Trump, meanwhile, is making comments that, in House Speaker Paul Ryan's words, are the "textbook definition of racist." Wilson, by comparison, comes off as the epitome of subtlety. The California governor did get blowback for the infamous ad he ran late in the '94 campaign, featuring grainy, black-and-white footage of immigrants skittering across border crossings like rats. "They keep coming," intones a male voice, ominous keyboard music pulsating in the background. But Wilson at least avoided the name-calling Trump is famous for. Far from labeling immigrants without documentation "rapists," Wilson told NBC News in August 1994 that in California those immigrants "in many respects are themselves admirable people, but people whom we cannot afford to continue to educate, to provide health care."

With Americans drawn into the 2016 circus-cum-election like few other political events, Trump's message is reaching a wide swath, including many first-time voters and even those still too young to vote, who may not yet have strong partisan attachments. If California is any indicator, the GOP could be headed for trouble.
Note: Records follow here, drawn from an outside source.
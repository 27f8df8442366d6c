//! 服务器状态
//!
//! [`ServerState`] 持有所有服务的共享引用，使用 Arc 实现浅拷贝。
//!
//! | 字段 | 说明 |
//! |------|------|
//! | config | 配置项 (不可变) |
//! | content | 内容同步服务 (设置 + 图库状态权威副本) |
//! | edit | 编辑流程控制器 (按区块的草稿会话) |
//! | jwt_service | JWT 令牌服务 |
//! | admin | 管理员凭据 |
//! | logo_gate | 隐藏入口连击计数 |

use std::sync::{Arc, Mutex};

use anyhow::Context;

use crate::auth::{AdminCredentials, JwtService, LogoGate};
use crate::content::{ContentService, EditController};
use crate::core::{Config, StorageBackend};
use crate::media::MediaStorage;
use crate::store::{ContentStore, LocalStore, SurrealStore};

/// 服务器状态 - 持有所有服务的单例引用
#[derive(Clone)]
pub struct ServerState {
    /// 服务器配置
    pub config: Config,
    /// 内容同步服务
    pub content: ContentService,
    /// 编辑流程控制器
    pub edit: Arc<EditController>,
    /// JWT 认证服务
    pub jwt_service: Arc<JwtService>,
    /// 管理员凭据
    pub admin: Arc<AdminCredentials>,
    /// 隐藏入口连击计数
    pub logo_gate: Arc<Mutex<LogoGate>>,
    /// 媒体文件存储 (上传文件的读取入口)
    pub media: MediaStorage,
}

impl ServerState {
    /// 初始化服务器状态
    ///
    /// 按顺序初始化：工作目录结构 → 存储后端 → 媒体存储 → 内容同步服务
    /// (含初次加载与推送监听) → 认证组件。
    ///
    /// 初次内容加载失败不会中断启动：错误记录在同步服务的状态里，
    /// 对外表现为全页错误，管理员修复存储后重载即可。
    pub async fn initialize(config: &Config) -> anyhow::Result<Self> {
        config
            .ensure_work_dir_structure()
            .context("Failed to create work directory structure")?;

        let db_dir = config.database_dir();
        let store: Arc<dyn ContentStore> = match config.backend {
            StorageBackend::Local => {
                let path = db_dir.join("content.redb");
                Arc::new(LocalStore::open(&path).context("Failed to open local store")?)
            }
            StorageBackend::Surreal => {
                let path = db_dir.join("content.db");
                Arc::new(
                    SurrealStore::open(&path)
                        .await
                        .context("Failed to open surreal store")?,
                )
            }
        };

        let media = MediaStorage::new(&config.work_dir);
        let content = ContentService::new(store, media.clone());
        content.start_listener();

        if let Err(e) = content.load().await {
            tracing::error!(error = %e, "Initial content load failed");
        }

        let edit = Arc::new(EditController::new(content.clone()));
        let jwt_service = Arc::new(JwtService::default());
        let admin = Arc::new(
            config
                .admin_credentials()
                .map_err(|e| anyhow::anyhow!("Failed to build admin credentials: {e}"))?,
        );

        Ok(Self {
            config: config.clone(),
            content,
            edit,
            jwt_service,
            admin,
            logo_gate: Arc::new(Mutex::new(LogoGate::new())),
            media,
        })
    }

    /// 获取内容同步服务
    pub fn content(&self) -> &ContentService {
        &self.content
    }

    /// 停止后台任务 (推送监听)
    pub fn shutdown(&self) {
        self.content.shutdown();
    }
}
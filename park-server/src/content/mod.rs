//! Content state management
//!
//! The heart of the server:
//!
//! - [`service`] - single source of truth for settings and gallery state,
//!   reconciling confirmed writes and push notifications
//! - [`session`] - per-section draft-vs-committed edit state machine
//! - [`controller`] - glues sessions to the sync service for the admin
//!   edit flow

pub mod controller;
pub mod service;
pub mod session;


pub use controller::EditController;
pub use service::{ContentService, ContentSnapshot, GalleryItemSource};
pub use session::{EditSession, Section, SectionDraft, SectionSessions};
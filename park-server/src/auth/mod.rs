//! 管理端认证
//!
//! - [`gate`] - 隐藏入口 (logo 连击计数) 与管理员凭据校验
//! - [`jwt`] - JWT 令牌服务
//! - [`middleware`] - Axum 认证中间件

pub mod gate;
pub mod jwt;
pub mod middleware;

pub use gate::{AdminCredentials, LogoGate};
pub use jwt::{Claims, CurrentUser, JwtConfig, JwtError, JwtService};
pub use middleware::require_admin;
And given the growing clout of millennials, who this year overtook baby boomers as the country's largest generation, these self-inflicted wounds would be deep.

Of course, Trump may win in November. Wilson, after all, had been politically left for dead, trailing by 20 points in election polls in early 1994. It was voter backlash against undocumented immigration and support for Proposition 187 that helped the incumbent governor pull off an epic comeback, surging to a 15-point win. And now Great Britain's recent Brexit vote is just another reminder of the raw power that immigration politics and xenophobia can unleash.

In the United States, pundits predict Democrats' pull with voting blocs like women, blacks and Latinos will give Clinton a decisive edge, but a recent New York Times analysis found that there are more white voters in the country than previous models had assumed, suggesting Trump has a (narrow) path to a majority. Recent polls have him trailing Clinton by anywhere from 5 to 10 points, though it's hard to measure voter sentiment this early in the general election.

Win or lose, the Republican Party has firmly tied its fortunes to Trump in 2016. And as Fabian Nuñez, a young Los Angeles–based organizer in the '90s who rose to become speaker of the California Assembly, warns, "If the experience in California teaches anything, it's that while people may forgive in politics, they don't forget."